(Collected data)
=======
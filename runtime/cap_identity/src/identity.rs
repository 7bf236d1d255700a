//! Object Identity Graph Records
//!
//! ```text
//! Object ──< ObjectIdentity ──< ObjectIdentityReference >── Pd (CapIndex)
//! ```
//!
//! - An [`Object`] lists the identities that name it.
//! - An [`ObjectIdentity`] lists one reference per domain holding a capability
//!   to the object, and points back at its object.
//! - An [`ObjectIdentityReference`] binds a domain-local `CapId` to an identity
//!   and is also reachable through the owning domain's [`crate::CapIndex`].
//!
//! The lists hold arena indices. The graph operations that keep both
//! directions consistent live on [`crate::Kernel`].

use alloc::string::String;
use alloc::vec::Vec;

use crate::{CapId, DomainId, IdentityId, ObjectId, ReferenceId};

/// Kind of kernel object
#[derive(Debug, Clone, Copy, PartialEq, Eq, Hash)]
pub enum ObjectKind {
    /// Protection domain
    Pd,
    /// Thread of execution
    Thread,
    /// Signal source
    Signal,
    /// Session object served by a domain's entrypoint
    Session,
    /// Any other RPC object
    Rpc,
}

/// Kernel-resident invokable entity
#[derive(Debug)]
pub struct Object {
    kind: ObjectKind,
    label: String,
    identities: Vec<IdentityId>,
}

impl Object {
    pub(crate) fn new(kind: ObjectKind, label: String) -> Self {
        Self {
            kind,
            label,
            identities: Vec::new(),
        }
    }

    /// Object kind
    #[inline]
    pub fn kind(&self) -> ObjectKind {
        self.kind
    }

    /// Diagnostic label
    #[inline]
    pub fn label(&self) -> &str {
        &self.label
    }

    /// Identities naming this object
    #[inline]
    pub fn identities(&self) -> &[IdentityId] {
        &self.identities
    }

    pub(crate) fn attach(&mut self, identity: IdentityId) {
        self.identities.push(identity);
    }

    pub(crate) fn detach(&mut self, identity: IdentityId) {
        self.identities.retain(|id| *id != identity);
    }
}

/// Kernel-wide identity of one object
#[derive(Debug)]
pub struct ObjectIdentity {
    object: Option<ObjectId>,
    references: Vec<ReferenceId>,
}

impl ObjectIdentity {
    pub(crate) fn new(object: ObjectId) -> Self {
        Self {
            object: Some(object),
            references: Vec::new(),
        }
    }

    /// Object named by this identity, `None` once invalidated
    #[inline]
    pub fn object(&self) -> Option<ObjectId> {
        self.object
    }

    /// True while the identity still names an object
    #[inline]
    pub fn is_valid(&self) -> bool {
        self.object.is_some()
    }

    /// Per-domain references to this identity
    #[inline]
    pub fn references(&self) -> &[ReferenceId] {
        &self.references
    }

    pub(crate) fn link(&mut self, reference: ReferenceId) {
        self.references.push(reference);
    }

    pub(crate) fn unlink(&mut self, reference: ReferenceId) {
        self.references.retain(|r| *r != reference);
    }

    /// Null the back-pointer and hand out the reference list for teardown
    pub(crate) fn take_for_invalidation(&mut self) -> (Option<ObjectId>, Vec<ReferenceId>) {
        (self.object.take(), core::mem::take(&mut self.references))
    }
}

/// Domain-local capability slot bound to an identity
#[derive(Debug, Clone, Copy)]
pub struct ObjectIdentityReference {
    capid: CapId,
    domain: DomainId,
    identity: IdentityId,
}

impl ObjectIdentityReference {
    pub(crate) fn new(capid: CapId, domain: DomainId, identity: IdentityId) -> Self {
        Self {
            capid,
            domain,
            identity,
        }
    }

    /// Domain-local id
    #[inline]
    pub fn capid(&self) -> CapId {
        self.capid
    }

    /// Owning domain
    #[inline]
    pub fn domain(&self) -> DomainId {
        self.domain
    }

    /// Identity this reference points to
    ///
    /// The index may be stale; resolve it through the kernel.
    #[inline]
    pub fn identity(&self) -> IdentityId {
        self.identity
    }
}
//! Trellis Core Types and Definitions
//!
//! This crate provides the foundational types for Trellis architecture
//! models. It includes:
//!
//! - **Semantic**: The cross-referenced model of classes and interfaces
//!   ([`semantic`] module), produced by the parser and consumed read-only
//!   by renderers.

pub mod semantic;
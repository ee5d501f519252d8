//! Trellis CLI entry point.

use std::{process, str::FromStr};

use clap::Parser;
use log::{LevelFilter, debug, error, info};

use trellis_cli::{Args, error_adapter::to_reportable};

fn main() {
    // Install miette's pretty panic hook early for better panic reports
    miette::set_panic_hook();

    let args = Args::parse();

    // Initialize the logger with the specified log level
    let log_level = LevelFilter::from_str(&args.log_level).unwrap_or_else(|_| {
        eprintln!(
            "Invalid log level: {}. Using 'warn' instead.",
            args.log_level
        );
        LevelFilter::Warn
    });

    env_logger::Builder::from_env(env_logger::Env::default())
        .filter_level(log_level)
        .init();

    info!(log_level:?; "Starting Trellis");
    debug!(args:?; "Parsed arguments");

    if let Err(err) = trellis_cli::run(&args) {
        let reporter = miette::GraphicalReportHandler::new();
        let mut writer = String::new();
        reporter
            .render_report(&mut writer, &to_reportable(&err))
            .expect("Writing to String buffer is infallible");

        error!("{writer}");
        process::exit(1);
    }

    info!("Completed successfully");
}
//! Error adapter for converting TrellisError to miette diagnostics.
//!
//! This module provides the bridge between the library's standard error
//! type and miette's rich report formatting used in the CLI.

use std::fmt;

use miette::{Diagnostic as MietteDiagnostic, LabeledSpan};

use trellis::TrellisError;

/// Adapter rendering a [`TrellisError`] as a miette diagnostic.
///
/// Trellis errors carry no source spans (parsing never fails), so the
/// adapter contributes an error code and, where useful, help text.
pub struct ErrorAdapter<'a>(pub &'a TrellisError);

impl fmt::Debug for ErrorAdapter<'_> {
    fn fmt(&self, f: &mut fmt::Formatter<'_>) -> fmt::Result {
        fmt::Debug::fmt(&self.0, f)
    }
}

impl fmt::Display for ErrorAdapter<'_> {
    fn fmt(&self, f: &mut fmt::Formatter<'_>) -> fmt::Result {
        fmt::Display::fmt(&self.0, f)
    }
}

impl std::error::Error for ErrorAdapter<'_> {
    fn source(&self) -> Option<&(dyn std::error::Error + 'static)> {
        self.0.source()
    }
}

impl MietteDiagnostic for ErrorAdapter<'_> {
    fn code<'a>(&'a self) -> Option<Box<dyn fmt::Display + 'a>> {
        let code = match &self.0 {
            TrellisError::Io(_) => "trellis::io",
            TrellisError::Walk { .. } => "trellis::walk",
            TrellisError::Config(_) => "trellis::config",
            TrellisError::Export(_) => "trellis::export",
        };
        Some(Box::new(code))
    }

    fn help<'a>(&'a self) -> Option<Box<dyn fmt::Display + 'a>> {
        let help = match &self.0 {
            TrellisError::Walk { .. } => "check that the input path exists and is readable",
            TrellisError::Config(_) => "check the configuration file path and its TOML syntax",
            TrellisError::Io(_) | TrellisError::Export(_) => return None,
        };
        Some(Box::new(help))
    }

    fn source_code(&self) -> Option<&dyn miette::SourceCode> {
        None
    }

    fn labels(&self) -> Option<Box<dyn Iterator<Item = LabeledSpan> + '_>> {
        None
    }
}

/// Convert a [`TrellisError`] into a reportable miette diagnostic.
pub fn to_reportable(err: &TrellisError) -> ErrorAdapter<'_> {
    ErrorAdapter(err)
}

#[cfg(test)]
mod tests {
    use std::{io, path::PathBuf};

    use super::*;

    #[test]
    fn test_codes_per_variant() {
        let io_err = TrellisError::Io(io::Error::new(io::ErrorKind::NotFound, "gone"));
        let walk_err = TrellisError::Walk {
            path: PathBuf::from("diagrams"),
            message: "permission denied".to_string(),
        };
        let config_err = TrellisError::Config("bad".to_string());

        assert_eq!(
            to_reportable(&io_err).code().unwrap().to_string(),
            "trellis::io"
        );
        assert_eq!(
            to_reportable(&walk_err).code().unwrap().to_string(),
            "trellis::walk"
        );
        assert_eq!(
            to_reportable(&config_err).code().unwrap().to_string(),
            "trellis::config"
        );
    }

    #[test]
    fn test_display_matches_error() {
        let err = TrellisError::Walk {
            path: PathBuf::from("diagrams"),
            message: "permission denied".to_string(),
        };

        assert_eq!(
            to_reportable(&err).to_string(),
            "Failed to walk `diagrams`: permission denied"
        );
    }

    #[test]
    fn test_help_only_where_actionable() {
        let io_err = TrellisError::Io(io::Error::other("disk"));
        assert!(to_reportable(&io_err).help().is_none());

        let config_err = TrellisError::Config("bad".to_string());
        assert!(to_reportable(&config_err).help().is_some());
    }

    #[test]
    fn test_report_renders() {
        let err = TrellisError::Config("Missing configuration file: x.toml".to_string());
        let reporter =
            miette::GraphicalReportHandler::new_themed(miette::GraphicalTheme::unicode_nocolor());
        let mut out = String::new();
        reporter
            .render_report(&mut out, &to_reportable(&err))
            .unwrap();

        assert!(out.contains("trellis::config"));
        assert!(out.contains("Missing configuration file"));
    }
}
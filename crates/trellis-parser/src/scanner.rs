//! Line scanner for class diagram sources.
//!
//! The scanner classifies one physical line at a time into a [`LineEvent`].
//! It is a pure function of the line: scope and model state live in the
//! [`ModelBuilder`](crate::ModelBuilder). Lines that match no construct
//! produce no event and are skipped by the caller.
//!
//! Constructs are tried in priority order, each matching a prefix of the
//! trimmed line:
//!
//! 1. comments (`'`) and blank lines
//! 2. `namespace NAME {`
//! 3. `class|interface NAME [extends Q] [implements Q, ...] [{]`
//! 4. `SRC ARROW DST` where `ARROW` is 3+ of `-.<|>`
//! 5. `+|#|- REST` feature lines
//! 6. a lone `}`

use winnow::{
    ModalResult, Parser,
    ascii::{space0, space1},
    combinator::{alt, delimited, not, opt, peek, preceded, separated, terminated},
    error::{ContextError, ErrMode},
    token::{literal, one_of, take_while},
};

use trellis_core::semantic::{EntityKind, Visibility};

/// Marker that starts a comment line.
pub const COMMENT_MARKER: char = '\'';

/// Characters an arrow token is built from.
const ARROW_CHARS: [char; 5] = ['-', '.', '<', '|', '>'];

/// Minimum length of an arrow token.
const MIN_ARROW_LEN: usize = 3;

/// A recognized construct on a single line.
#[derive(Debug, Clone, PartialEq, Eq)]
pub enum LineEvent<'a> {
    /// `namespace NAME {`
    NamespaceOpen {
        name: &'a str,
        /// The block was closed on the same line (`namespace a { }`).
        closed: bool,
    },
    /// A class or interface declaration.
    TypeOpen(TypeOpen<'a>),
    /// `SRC ARROW DST`
    Relation {
        source: &'a str,
        arrow: &'a str,
        target: &'a str,
    },
    /// A visibility-marked member or method line.
    Feature {
        visibility: Visibility,
        text: &'a str,
    },
    /// A lone `}`.
    BlockClose,
}

/// A class or interface declaration line.
#[derive(Debug, Clone, PartialEq, Eq)]
pub struct TypeOpen<'a> {
    pub kind: EntityKind,
    pub name: &'a str,
    /// Qualified base named by an inline `extends` clause, as written.
    pub extends: Option<&'a str>,
    /// Qualified names from an inline `implements` clause, as written.
    pub implements: Vec<&'a str>,
    /// The body was closed on the same line (`class A { }`).
    pub closed: bool,
}

/// Classifies a single line.
///
/// Leading and trailing whitespace is ignored. Returns `None` for blank
/// lines, comments, and anything that is not a recognized construct.
///
/// # Examples
///
/// ```
/// use trellis_parser::{LineEvent, scan_line};
///
/// assert_eq!(scan_line("  }  "), Some(LineEvent::BlockClose));
/// assert_eq!(scan_line("' a comment"), None);
/// assert!(matches!(
///     scan_line("A --|> B"),
///     Some(LineEvent::Relation { source: "A", arrow: "--|>", target: "B" })
/// ));
/// ```
pub fn scan_line(line: &str) -> Option<LineEvent<'_>> {
    let line = line.trim();
    if line.is_empty() || line.starts_with(COMMENT_MARKER) {
        return None;
    }

    let mut input = line;
    alt((namespace_open, type_open, relation, feature))
        .parse_next(&mut input)
        .ok()
        .or_else(|| (line == "}").then_some(LineEvent::BlockClose))
}

pub(crate) fn is_word_char(c: char) -> bool {
    c.is_alphanumeric() || c == '_'
}

/// Parse optional spaces or tabs.
pub(crate) fn ws0<'a>(input: &mut &'a str) -> ModalResult<&'a str> {
    space0.parse_next(input)
}

/// Parse an identifier: one or more word characters.
pub(crate) fn identifier<'a>(input: &mut &'a str) -> ModalResult<&'a str> {
    take_while(1.., is_word_char).parse_next(input)
}

/// Parse a dotted or `::`-separated name.
fn qualified_name<'a>(input: &mut &'a str) -> ModalResult<&'a str> {
    take_while(1.., |c: char| is_word_char(c) || c == ':' || c == '.').parse_next(input)
}

/// Parse a keyword that is not followed by a word character.
fn keyword<'a>(word: &'static str) -> impl Parser<&'a str, &'a str, ErrMode<ContextError>> {
    terminated(literal(word), peek(not(one_of(is_word_char))))
}

/// Returns `true` if what remains after an opening `{` closes it again.
fn closes_inline(rest: &str) -> bool {
    rest.trim_start().starts_with('}')
}

fn namespace_open<'a>(input: &mut &'a str) -> ModalResult<LineEvent<'a>> {
    let name = preceded((keyword("namespace"), space1), identifier).parse_next(input)?;
    (ws0, '{').parse_next(input)?;

    Ok(LineEvent::NamespaceOpen {
        name,
        closed: closes_inline(input),
    })
}

/// Parse the declaration keyword of a type.
///
/// `abstract` and `abstract class` both declare classes.
fn entity_keyword(input: &mut &str) -> ModalResult<EntityKind> {
    alt((
        keyword("class").value(EntityKind::Class),
        keyword("interface").value(EntityKind::Interface),
        (keyword("abstract"), opt((space1, keyword("class")))).value(EntityKind::Class),
    ))
    .parse_next(input)
}

fn type_open<'a>(input: &mut &'a str) -> ModalResult<LineEvent<'a>> {
    let kind = terminated(entity_keyword, space1).parse_next(input)?;
    let name = identifier.parse_next(input)?;

    let extends =
        opt(preceded((space1, keyword("extends"), space1), qualified_name)).parse_next(input)?;

    let implements: Option<Vec<&str>> = opt(preceded(
        (space1, keyword("implements"), space1),
        separated(1.., qualified_name, (ws0, ',', ws0)),
    ))
    .parse_next(input)?;

    let (_, brace) = (ws0, opt('{')).parse_next(input)?;
    let opened = brace.is_some();

    Ok(LineEvent::TypeOpen(TypeOpen {
        kind,
        name,
        extends,
        implements: implements.unwrap_or_default(),
        closed: opened && closes_inline(input),
    }))
}

fn relation<'a>(input: &mut &'a str) -> ModalResult<LineEvent<'a>> {
    let source = identifier.parse_next(input)?;
    let arrow = delimited(ws0, take_while(MIN_ARROW_LEN.., ARROW_CHARS), ws0).parse_next(input)?;
    let target = identifier.parse_next(input)?;

    Ok(LineEvent::Relation {
        source,
        arrow,
        target,
    })
}

fn feature<'a>(input: &mut &'a str) -> ModalResult<LineEvent<'a>> {
    let (visibility, _, text) = (
        one_of(['+', '-', '#']).verify_map(Visibility::from_mark),
        ws0,
        take_while(1.., |_: char| true),
    )
        .parse_next(input)?;

    Ok(LineEvent::Feature { visibility, text })
}

/// Parse a `<<word>>` stereotype annotation.
pub(crate) fn stereotype<'a>(input: &mut &'a str) -> ModalResult<&'a str> {
    delimited("<<", identifier, ">>").parse_next(input)
}

#[cfg(test)]
mod tests {
    use super::*;

    fn type_open_of(line: &str) -> TypeOpen<'_> {
        match scan_line(line) {
            Some(LineEvent::TypeOpen(open)) => open,
            other => panic!("Expected TypeOpen for `{line}`, got {other:?}"),
        }
    }

    #[test]
    fn test_blank_and_comment_lines_are_skipped() {
        assert_eq!(scan_line(""), None);
        assert_eq!(scan_line("    "), None);
        assert_eq!(scan_line("' class Hidden {"), None);
    }

    #[test]
    fn test_namespace_open() {
        assert_eq!(
            scan_line("namespace app {"),
            Some(LineEvent::NamespaceOpen {
                name: "app",
                closed: false
            })
        );
        assert_eq!(
            scan_line("namespace app{ }"),
            Some(LineEvent::NamespaceOpen {
                name: "app",
                closed: true
            })
        );
    }

    #[test]
    fn test_namespace_without_brace_is_dropped() {
        assert_eq!(scan_line("namespace app"), None);
    }

    #[test]
    fn test_class_with_body() {
        let open = type_open_of("class Circle {");
        assert_eq!(open.kind, EntityKind::Class);
        assert_eq!(open.name, "Circle");
        assert_eq!(open.extends, None);
        assert!(open.implements.is_empty());
        assert!(!open.closed);
    }

    #[test]
    fn test_forward_declaration_without_brace() {
        let open = type_open_of("interface Shape");
        assert_eq!(open.kind, EntityKind::Interface);
        assert_eq!(open.name, "Shape");
        assert!(!open.closed);
    }

    #[test]
    fn test_inline_extends_and_implements() {
        let open = type_open_of("class Circle extends geo.Base implements api.Shape, Drawable {");
        assert_eq!(open.extends, Some("geo.Base"));
        assert_eq!(open.implements, vec!["api.Shape", "Drawable"]);
    }

    #[test]
    fn test_implements_without_extends() {
        let open = type_open_of("class Square implements Shape{");
        assert_eq!(open.extends, None);
        assert_eq!(open.implements, vec!["Shape"]);
    }

    #[test]
    fn test_empty_body_on_one_line_is_closed() {
        assert!(type_open_of("interface B { }").closed);
        assert!(type_open_of("class A {}").closed);
    }

    #[test]
    fn test_abstract_class() {
        assert_eq!(type_open_of("abstract class Base {").kind, EntityKind::Class);
        assert_eq!(type_open_of("abstract Base").name, "Base");
    }

    #[test]
    fn test_keyword_prefix_is_not_a_type() {
        // `classic` is an identifier, not the `class` keyword
        assert_eq!(scan_line("classic Foo {"), None);
    }

    #[test]
    fn test_relation_arrows() {
        for arrow in ["--|>", "<|--", "..|>", "<|..", "-->", "..>", "---", "<.."] {
            let line = format!("A {arrow} B");
            assert_eq!(
                scan_line(&line),
                Some(LineEvent::Relation {
                    source: "A",
                    arrow,
                    target: "B"
                }),
                "arrow `{arrow}`"
            );
        }
    }

    #[test]
    fn test_relation_without_spaces_and_with_label() {
        assert_eq!(
            scan_line("Circle--|>Shape : is a"),
            Some(LineEvent::Relation {
                source: "Circle",
                arrow: "--|>",
                target: "Shape"
            })
        );
    }

    #[test]
    fn test_short_arrow_is_not_a_relation() {
        assert_eq!(scan_line("A -> B"), None);
    }

    #[test]
    fn test_type_open_wins_over_relation() {
        assert!(matches!(
            scan_line("class A --|> B"),
            Some(LineEvent::TypeOpen(_))
        ));
    }

    #[test]
    fn test_feature_lines() {
        assert_eq!(
            scan_line("+radius: float"),
            Some(LineEvent::Feature {
                visibility: Visibility::Public,
                text: "radius: float"
            })
        );
        assert_eq!(
            scan_line("#  area(): float"),
            Some(LineEvent::Feature {
                visibility: Visibility::Protected,
                text: "area(): float"
            })
        );
        assert_eq!(
            scan_line("-id: int"),
            Some(LineEvent::Feature {
                visibility: Visibility::Private,
                text: "id: int"
            })
        );
    }

    #[test]
    fn test_unknown_visibility_mark_is_dropped() {
        assert_eq!(scan_line("~helper(): void"), None);
        assert_eq!(scan_line("+"), None);
    }

    #[test]
    fn test_block_close_must_be_alone() {
        assert_eq!(scan_line("}"), Some(LineEvent::BlockClose));
        assert_eq!(scan_line("} trailing"), None);
    }

    #[test]
    fn test_unrecognized_lines() {
        assert_eq!(scan_line("@startuml"), None);
        assert_eq!(scan_line("skinparam monochrome true"), None);
    }

    #[test]
    fn test_stereotype_parser() {
        let mut input = "<<virtual_0>> rest";
        assert_eq!(stereotype(&mut input).unwrap(), "virtual_0");
        assert_eq!(input, " rest");

        let mut input = "<<not closed";
        assert!(stereotype(&mut input).is_err());
    }

    mod proptest_tests {
        use proptest::prelude::*;

        use super::*;

        proptest! {
            #[test]
            fn scanning_never_panics(line in "\\PC{0,80}") {
                let _ = scan_line(&line);
            }

            #[test]
            fn marked_lines_are_features(
                mark in "[+#-]",
                body in "[a-z][a-z0-9_]{0,10}: [a-z]{1,8}",
            ) {
                let line = format!("{mark}{body}");
                let is_feature = matches!(scan_line(&line), Some(LineEvent::Feature { .. }));
                prop_assert!(is_feature, "`{}` was not classified as a feature", line);
            }
        }
    }
}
=======
Across the entries above, tally the lines that contain the string "Session" and give that figure alone.

2